Tal vez, si estuvieran los dos solos en su casa…


Cuando salió por la puerta de servicio del LipSmackin’ Ribs en dirección al coche, vio que había empezado a llover de nuevo. La noche era fría y húmeda.


Probablemente estaría nevando en la parte alta de la montaña. Sin embargo, estaba decidida a ir a ver a Pedro


Podía llamarle otra vez, pero no quería arriesgarse a que le
dijera que no fuera a verle, que no quería involucrarla en sus problemas.


¡Involucrarla! Como si no lo estuviera ya. Estaba enamorada de él y no podía dejar las cosas así, máxime cuando sospechaba que él sentía por ella algo parecido.


Puso el limpiaparabrisas y vio cómo las escobillas giraban a uno y otro lado mientras enfilaba, con el corazón angustiado, la carretera de montaña de Thunder Canyon. Pareció serenarse un poco al llegar a la desviación del sendero que llevaba a la casa de Pedro.

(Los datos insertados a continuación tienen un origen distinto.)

use tracing_subscriber::EnvFilter;
use tracing_subscriber::fmt::writer::MakeWriterExt;

pub fn init_logging(verbose: u8) {
    // Allow RUST_LOG overrides, fall back to the flag-controlled level
    let default_level = match verbose {
        0 => "info",
        1 => "debug",
        _ => "trace",
    };
    let env_filter =
        EnvFilter::try_from_default_env().unwrap_or_else(|_| EnvFilter::new(default_level));

    // Log to stderr; stdout carries the JSON results
    let stderr = std::io::stderr.with_max_level(tracing::Level::TRACE);

    tracing_subscriber::fmt()
        .with_env_filter(env_filter)
        .with_writer(stderr)
        .with_target(true)
        .with_level(true)
        .compact()
        .init();
}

Llovía intensamente. El coche derrapó peligrosamente un par de veces en el barro, pero finalmente logró hacerse con el control. Unos minutos después llegó frente a la entrada del garaje y detuvo el coche. Conocía muy bien la casa porque
había ido a limpiarla muchas veces. Se veía una pequeña luz en la cocina pero el resto de la planta baja estaba a oscuras. Sin embargo, a través de las ventanas de la
fachada, pudo ver una luz en el estudio de arriba. Tal vez estuviera tocando la guitarra o componiendo música.


Se bajó del coche y se dirigió corriendo al porche. Había poca distancia, pero cuando llegó estaba empapada. Se había puesto solamente un suéter, pensando que ya no iba a volver a llover. Mojada y despeinada, debía tener un aspecto deplorable, muy distinto del que hubiera querido tener en ese momento. Dudó en llamar a la puerta.


Su primer golpe debió ser muy flojo porque nadie vino a abrirla. Volvió a llamar una segunda vez, ahora con más fuerza. Tal vez, Pedro había bajado a la ciudad y estuviera tomando una copa en el rincón de algún bar para que nadie se fijase en él. O tal vez estaba en casa de Daniel. Había pensado también en llamar al marido de Erika para averiguar si Pedro había estado hablando con él, pero no le había parecido lo más acertado.


Pedro abrió finalmente la puerta. Llevaba unas botas, unos pantalones vaqueros y una camisa con botones de corchetes.


—Paula, ¿qué estás haciendo aquí? No debías haber venido y menos con este tiempo.


—No tengo miedo a la oscuridad ni a la lluvia. ¿Puedo pasar?